(Task input)
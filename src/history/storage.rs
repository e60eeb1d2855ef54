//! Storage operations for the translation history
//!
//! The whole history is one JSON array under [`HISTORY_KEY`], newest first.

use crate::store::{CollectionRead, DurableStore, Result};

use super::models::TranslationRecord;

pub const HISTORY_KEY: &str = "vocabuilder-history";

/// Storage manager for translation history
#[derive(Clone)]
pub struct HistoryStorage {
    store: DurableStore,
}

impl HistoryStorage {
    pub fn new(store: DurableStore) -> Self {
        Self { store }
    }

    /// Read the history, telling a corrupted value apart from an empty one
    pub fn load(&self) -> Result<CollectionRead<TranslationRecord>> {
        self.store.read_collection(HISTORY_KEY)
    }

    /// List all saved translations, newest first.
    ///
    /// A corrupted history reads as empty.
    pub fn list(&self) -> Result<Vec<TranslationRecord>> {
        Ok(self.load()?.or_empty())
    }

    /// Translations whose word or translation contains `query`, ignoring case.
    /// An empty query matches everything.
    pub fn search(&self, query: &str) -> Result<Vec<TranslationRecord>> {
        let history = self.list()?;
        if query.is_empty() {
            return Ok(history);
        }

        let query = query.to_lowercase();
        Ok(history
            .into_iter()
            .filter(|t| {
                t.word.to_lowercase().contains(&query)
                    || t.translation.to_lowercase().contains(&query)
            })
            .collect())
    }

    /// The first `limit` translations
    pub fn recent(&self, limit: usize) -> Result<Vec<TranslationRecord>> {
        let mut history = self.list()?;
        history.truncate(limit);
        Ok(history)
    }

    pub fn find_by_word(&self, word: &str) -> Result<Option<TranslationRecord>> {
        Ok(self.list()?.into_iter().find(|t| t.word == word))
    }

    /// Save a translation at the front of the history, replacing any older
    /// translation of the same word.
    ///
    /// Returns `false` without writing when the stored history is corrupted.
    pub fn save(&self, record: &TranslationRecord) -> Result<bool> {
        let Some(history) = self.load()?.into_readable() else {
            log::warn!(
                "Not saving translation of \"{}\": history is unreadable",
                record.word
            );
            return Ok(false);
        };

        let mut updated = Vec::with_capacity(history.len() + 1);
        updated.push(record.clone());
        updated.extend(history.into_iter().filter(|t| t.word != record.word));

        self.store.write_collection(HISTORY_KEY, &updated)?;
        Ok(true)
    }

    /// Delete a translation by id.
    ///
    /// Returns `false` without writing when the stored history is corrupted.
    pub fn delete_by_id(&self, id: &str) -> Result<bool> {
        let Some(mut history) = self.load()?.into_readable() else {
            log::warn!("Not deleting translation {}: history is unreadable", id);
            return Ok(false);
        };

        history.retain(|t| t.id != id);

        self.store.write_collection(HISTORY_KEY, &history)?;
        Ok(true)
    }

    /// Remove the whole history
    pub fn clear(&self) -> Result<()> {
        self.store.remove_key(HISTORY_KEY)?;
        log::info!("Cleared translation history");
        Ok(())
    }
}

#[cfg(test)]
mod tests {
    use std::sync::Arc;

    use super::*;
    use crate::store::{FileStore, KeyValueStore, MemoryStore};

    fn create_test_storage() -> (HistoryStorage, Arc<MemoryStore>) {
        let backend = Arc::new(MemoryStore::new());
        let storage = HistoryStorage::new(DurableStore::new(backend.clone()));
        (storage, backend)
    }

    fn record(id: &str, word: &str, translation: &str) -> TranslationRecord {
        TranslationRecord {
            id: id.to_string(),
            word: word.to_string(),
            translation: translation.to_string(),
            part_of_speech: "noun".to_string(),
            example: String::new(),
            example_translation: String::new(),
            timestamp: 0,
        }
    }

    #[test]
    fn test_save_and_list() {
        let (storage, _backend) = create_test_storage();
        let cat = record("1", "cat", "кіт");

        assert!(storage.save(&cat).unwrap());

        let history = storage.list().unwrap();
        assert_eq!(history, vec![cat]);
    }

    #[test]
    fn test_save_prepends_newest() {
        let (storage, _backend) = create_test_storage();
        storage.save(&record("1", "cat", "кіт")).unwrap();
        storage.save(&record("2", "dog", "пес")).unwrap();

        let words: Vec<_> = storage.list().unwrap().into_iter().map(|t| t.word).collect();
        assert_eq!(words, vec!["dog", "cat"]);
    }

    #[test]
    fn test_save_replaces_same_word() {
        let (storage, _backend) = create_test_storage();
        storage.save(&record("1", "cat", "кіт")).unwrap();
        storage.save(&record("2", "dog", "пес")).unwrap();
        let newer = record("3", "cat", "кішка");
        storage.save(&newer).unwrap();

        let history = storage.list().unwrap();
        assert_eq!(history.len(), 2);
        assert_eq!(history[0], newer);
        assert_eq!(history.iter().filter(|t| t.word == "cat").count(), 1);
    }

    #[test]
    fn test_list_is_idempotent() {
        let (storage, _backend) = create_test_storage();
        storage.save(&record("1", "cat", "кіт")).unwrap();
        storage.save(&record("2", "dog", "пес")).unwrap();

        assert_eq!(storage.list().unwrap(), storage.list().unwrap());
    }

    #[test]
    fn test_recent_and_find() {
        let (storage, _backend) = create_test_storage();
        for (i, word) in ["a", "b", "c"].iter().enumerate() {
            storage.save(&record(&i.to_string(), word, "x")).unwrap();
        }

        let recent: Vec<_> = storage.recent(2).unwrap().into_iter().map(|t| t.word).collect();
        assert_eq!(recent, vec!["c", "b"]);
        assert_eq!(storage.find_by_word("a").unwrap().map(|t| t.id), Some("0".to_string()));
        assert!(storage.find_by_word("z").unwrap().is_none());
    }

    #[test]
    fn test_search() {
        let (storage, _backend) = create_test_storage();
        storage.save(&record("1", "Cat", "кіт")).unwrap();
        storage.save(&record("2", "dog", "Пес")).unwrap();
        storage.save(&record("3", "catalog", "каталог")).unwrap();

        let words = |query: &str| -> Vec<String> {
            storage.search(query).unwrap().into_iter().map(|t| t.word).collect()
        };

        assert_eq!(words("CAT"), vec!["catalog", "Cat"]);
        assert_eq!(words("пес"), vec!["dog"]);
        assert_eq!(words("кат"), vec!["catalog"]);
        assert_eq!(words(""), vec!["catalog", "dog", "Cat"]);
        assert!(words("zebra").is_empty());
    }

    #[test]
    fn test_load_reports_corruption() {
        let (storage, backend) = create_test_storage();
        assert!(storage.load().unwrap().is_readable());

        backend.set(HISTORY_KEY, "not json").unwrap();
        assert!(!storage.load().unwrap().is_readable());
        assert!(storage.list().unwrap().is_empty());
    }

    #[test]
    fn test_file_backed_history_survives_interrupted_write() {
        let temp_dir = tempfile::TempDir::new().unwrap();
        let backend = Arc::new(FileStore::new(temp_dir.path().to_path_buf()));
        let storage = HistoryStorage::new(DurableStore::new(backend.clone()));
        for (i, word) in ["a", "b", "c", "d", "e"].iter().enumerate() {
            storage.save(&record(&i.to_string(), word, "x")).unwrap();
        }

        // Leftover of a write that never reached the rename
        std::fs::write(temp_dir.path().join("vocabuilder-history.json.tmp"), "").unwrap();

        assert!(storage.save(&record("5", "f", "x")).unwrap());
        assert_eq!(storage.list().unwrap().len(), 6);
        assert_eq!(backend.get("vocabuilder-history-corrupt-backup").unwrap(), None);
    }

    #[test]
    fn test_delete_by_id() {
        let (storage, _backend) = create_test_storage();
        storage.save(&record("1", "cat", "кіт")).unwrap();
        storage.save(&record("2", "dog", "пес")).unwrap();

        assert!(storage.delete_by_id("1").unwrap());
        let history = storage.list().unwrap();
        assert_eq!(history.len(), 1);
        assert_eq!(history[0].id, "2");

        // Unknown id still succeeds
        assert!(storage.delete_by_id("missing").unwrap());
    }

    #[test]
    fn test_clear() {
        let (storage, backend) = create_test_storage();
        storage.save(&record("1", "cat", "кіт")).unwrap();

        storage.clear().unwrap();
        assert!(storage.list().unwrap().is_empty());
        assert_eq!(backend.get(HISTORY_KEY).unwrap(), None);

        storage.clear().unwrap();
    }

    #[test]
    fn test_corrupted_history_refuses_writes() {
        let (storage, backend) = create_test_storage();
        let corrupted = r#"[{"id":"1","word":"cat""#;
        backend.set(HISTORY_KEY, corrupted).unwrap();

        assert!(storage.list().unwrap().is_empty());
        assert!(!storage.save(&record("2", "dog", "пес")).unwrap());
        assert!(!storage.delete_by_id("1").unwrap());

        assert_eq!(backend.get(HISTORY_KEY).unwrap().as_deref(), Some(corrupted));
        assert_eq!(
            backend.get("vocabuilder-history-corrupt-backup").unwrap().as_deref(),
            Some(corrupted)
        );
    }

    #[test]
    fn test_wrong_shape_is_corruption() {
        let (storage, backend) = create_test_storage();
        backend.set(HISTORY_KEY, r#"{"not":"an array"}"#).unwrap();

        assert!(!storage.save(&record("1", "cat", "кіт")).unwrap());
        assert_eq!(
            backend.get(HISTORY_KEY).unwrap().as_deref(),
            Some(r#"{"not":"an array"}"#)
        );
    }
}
(End Task input)
(Task input)
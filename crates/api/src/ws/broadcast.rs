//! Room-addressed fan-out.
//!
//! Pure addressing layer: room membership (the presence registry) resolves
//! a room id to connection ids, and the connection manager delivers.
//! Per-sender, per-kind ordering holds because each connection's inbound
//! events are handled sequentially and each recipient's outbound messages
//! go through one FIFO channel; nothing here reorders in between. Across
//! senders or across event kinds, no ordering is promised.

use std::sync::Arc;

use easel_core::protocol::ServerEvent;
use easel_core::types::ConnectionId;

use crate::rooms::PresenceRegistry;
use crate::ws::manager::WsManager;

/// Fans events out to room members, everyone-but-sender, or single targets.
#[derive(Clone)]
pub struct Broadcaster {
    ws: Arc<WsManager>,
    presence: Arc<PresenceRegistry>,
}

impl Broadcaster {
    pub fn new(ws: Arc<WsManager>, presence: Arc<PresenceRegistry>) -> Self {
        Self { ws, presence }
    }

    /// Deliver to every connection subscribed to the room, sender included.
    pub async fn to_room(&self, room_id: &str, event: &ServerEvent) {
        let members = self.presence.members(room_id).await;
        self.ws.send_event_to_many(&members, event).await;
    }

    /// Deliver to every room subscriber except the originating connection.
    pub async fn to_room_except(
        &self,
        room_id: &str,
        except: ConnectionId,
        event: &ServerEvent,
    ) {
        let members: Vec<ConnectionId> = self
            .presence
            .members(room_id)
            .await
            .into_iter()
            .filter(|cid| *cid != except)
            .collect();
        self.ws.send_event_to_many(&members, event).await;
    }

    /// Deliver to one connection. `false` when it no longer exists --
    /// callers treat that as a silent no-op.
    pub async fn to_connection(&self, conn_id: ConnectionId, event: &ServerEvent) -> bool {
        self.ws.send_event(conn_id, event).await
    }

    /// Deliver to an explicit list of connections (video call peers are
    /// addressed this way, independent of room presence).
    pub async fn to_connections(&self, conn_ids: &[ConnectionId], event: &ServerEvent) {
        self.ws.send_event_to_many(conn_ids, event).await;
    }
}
(End Task input)
Problem statement - Please write out, exactly as they appear above, only the lines in the stretch from the line with "each connection's inbound" through the line with "room, sender included.".

Completed exercise -
//! Per-sender, per-kind ordering holds because each connection's inbound
//! events are handled sequentially and each recipient's outbound messages
//! go through one FIFO channel; nothing here reorders in between. Across
//! senders or across event kinds, no ordering is promised.

use std::sync::Arc;

use easel_core::protocol::ServerEvent;
use easel_core::types::ConnectionId;

use crate::rooms::PresenceRegistry;
use crate::ws::manager::WsManager;

/// Fans events out to room members, everyone-but-sender, or single targets.
#[derive(Clone)]
pub struct Broadcaster {
    ws: Arc<WsManager>,
    presence: Arc<PresenceRegistry>,
}

impl Broadcaster {
    pub fn new(ws: Arc<WsManager>, presence: Arc<PresenceRegistry>) -> Self {
        Self { ws, presence }
    }

    /// Deliver to every connection subscribed to the room, sender included.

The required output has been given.